The Civil Society Alliance promotes a new form of political organisation in the United Kingdom; compassionate democracy. Our objective is to usher in a transformed expression of democratic governance by recalling vital insights from Christian ethics. We contend that the partisan politics of left and right, so-called progressives, and the so-called conservatives, offer no real alternative to the pressing socio-political and economic challenges of the 21st century.

Arguing the case why progressives apparently don’t progress, and why conservatives apparently don’t conserve, civil society asserts that both left and right have forgotten the third vital element of the motto of the French Republic, which is; ‘Liberté, Equalité, Fraternité’.

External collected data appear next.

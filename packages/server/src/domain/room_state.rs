//! Per-room mutable state: membership set and History Ring.
//!
//! One `RoomState` exists per catalog room and is always accessed under that
//! room's lock, so a broadcast sees a consistent member set.

use std::{collections::BTreeSet, num::NonZeroUsize};

use super::{
    history::{HistoryEntry, HistoryRing},
    value_object::ConnectionId,
};

#[derive(Debug, Clone)]
pub struct RoomState {
    members: BTreeSet<ConnectionId>,
    history: HistoryRing,
}

impl RoomState {
    pub fn new(history_capacity: NonZeroUsize) -> Self {
        Self {
            members: BTreeSet::new(),
            history: HistoryRing::new(history_capacity),
        }
    }

    /// Returns `false` if the connection was already a member.
    pub fn add_member(&mut self, id: ConnectionId) -> bool {
        self.members.insert(id)
    }

    /// Returns `false` if the connection was not a member.
    pub fn remove_member(&mut self, id: &ConnectionId) -> bool {
        self.members.remove(id)
    }

    pub fn contains(&self, id: &ConnectionId) -> bool {
        self.members.contains(id)
    }

    /// Members in a stable order.
    pub fn members(&self) -> Vec<ConnectionId> {
        self.members.iter().cloned().collect()
    }

    pub fn member_count(&self) -> usize {
        self.members.len()
    }

    pub fn history(&self) -> &HistoryRing {
        &self.history
    }

    pub fn append(&mut self, entry: HistoryEntry) {
        self.history.append(entry);
    }
}
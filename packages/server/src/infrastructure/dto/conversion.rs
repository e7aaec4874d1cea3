//! Conversion logic between DTOs and domain / use case types.

use blipchat_shared::time::timestamp_to_rfc3339;

use crate::domain::{HistoryEntry, ServerEvent, SystemNotice};
use crate::infrastructure::dto::{http as http_dto, websocket as dto};
use crate::usecase::{ChatRequest, JoinRequest, RoomOverview};

// ========================================
// DTO → UseCase request
// ========================================

impl From<dto::JoinRoomPayload> for JoinRequest {
    fn from(dto: dto::JoinRoomPayload) -> Self {
        Self {
            room_name: dto.room_name,
            password: dto.password,
            username: dto.username,
        }
    }
}

impl From<dto::ChatMessagePayload> for ChatRequest {
    fn from(dto: dto::ChatMessagePayload) -> Self {
        Self {
            id: dto.id,
            username: dto.username,
            text: dto.text,
            room: dto.room,
        }
    }
}

// ========================================
// Domain → DTO
// ========================================

impl From<&HistoryEntry> for dto::ChatMessage {
    fn from(entry: &HistoryEntry) -> Self {
        Self {
            id: entry.sender_id.as_str().to_string(),
            username: entry.sender_name.as_str().to_string(),
            text: entry.text.as_str().to_string(),
            room: entry.room.as_str().to_string(),
            seq: Some(entry.seq),
            timestamp: entry.sent_at.value(),
        }
    }
}

impl From<&SystemNotice> for dto::ChatMessage {
    fn from(notice: &SystemNotice) -> Self {
        Self {
            id: dto::SYSTEM_ID.to_string(),
            username: dto::SYSTEM_USERNAME.to_string(),
            text: notice.text.clone(),
            room: notice.room.as_str().to_string(),
            seq: None,
            timestamp: notice.sent_at.value(),
        }
    }
}

impl From<&ServerEvent> for dto::ServerMessage {
    fn from(event: &ServerEvent) -> Self {
        match event {
            ServerEvent::Connected { id } => Self::Connected {
                id: id.as_str().to_string(),
            },
            ServerEvent::RoomJoined { room, history } => Self::RoomJoined {
                room_name: room.as_str().to_string(),
                history: history.iter().map(dto::ChatMessage::from).collect(),
            },
            ServerEvent::RoomJoinFailed { reason } => Self::RoomJoinFailed {
                reason: reason.clone(),
            },
            ServerEvent::Chat(entry) => Self::ChatMessage(entry.into()),
            ServerEvent::Notice(notice) => Self::ChatMessage(notice.into()),
        }
    }
}

impl From<RoomOverview> for http_dto::RoomSummaryDto {
    fn from(overview: RoomOverview) -> Self {
        Self {
            name: overview.name.into_string(),
            protected: overview.protected,
            members: overview.members,
            history: overview.history,
            last_message_at: overview
                .last_message_at
                .and_then(|at| timestamp_to_rfc3339(at.value())),
        }
    }
}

The notions of liberty, equality and fraternity were originally linked by Archbishop Fénelon at the end of the 17th century. That linkage became widespread during the Age of Enlightenment. The Civil Society Alliance suggests that with liberalism, especially neo-liberalism, the emphasis has shifted to freedom and equality, and away from fraternity – brotherhood or fellowship.

Our political philosophies are now dysfunctional

As a consequence, the West now sits with a highly dysfunctional political philosophy. ‘Equality’ has become synonymous with ‘sameness’, resulting in merit being relegated to elitism, and ‘liberty’ has become synonymous with ‘license’ (anything goes as long as it has sufficient supporters). Moral responsibility is thus relegated to legal process and compliance and away from personal responsibility and personal agency. Consequently, many progressives see it as the state’s responsibility to resolve and be responsible for all human challenges. In contrast, many conservatives see it as the market’s responsibility to deliver human wellbeing; notwithstanding the implicit contradiction in terms.

Liberty and equality first require the responsibility of fraternity

The alternative case being argued here is that when we return ‘fraternity’ to the mix, we can see it as the apex of a triangle uniting ‘liberty’ and ‘equality’ and thereby enabling both aspirational perspectives to function effectively. But this means we must take personal responsibility for the wellbeing of our families, our neighbours, our communities, and our society. And that in turn implies a vigorous, responsive, and capable civil society – hence the initiative being identified as the Civil Society Alliance.

There are those who assert that competition for power is inevitable in the exercise of politics in systems of human governance. In contrast, we argue it is time for a compassionate democracy that re-establishes Fenelon’s ‘fraternite’, as Christian neighbourly love, at the apex of the triangle thereby not only uniting, but in essence sanctifying both freedom and equality.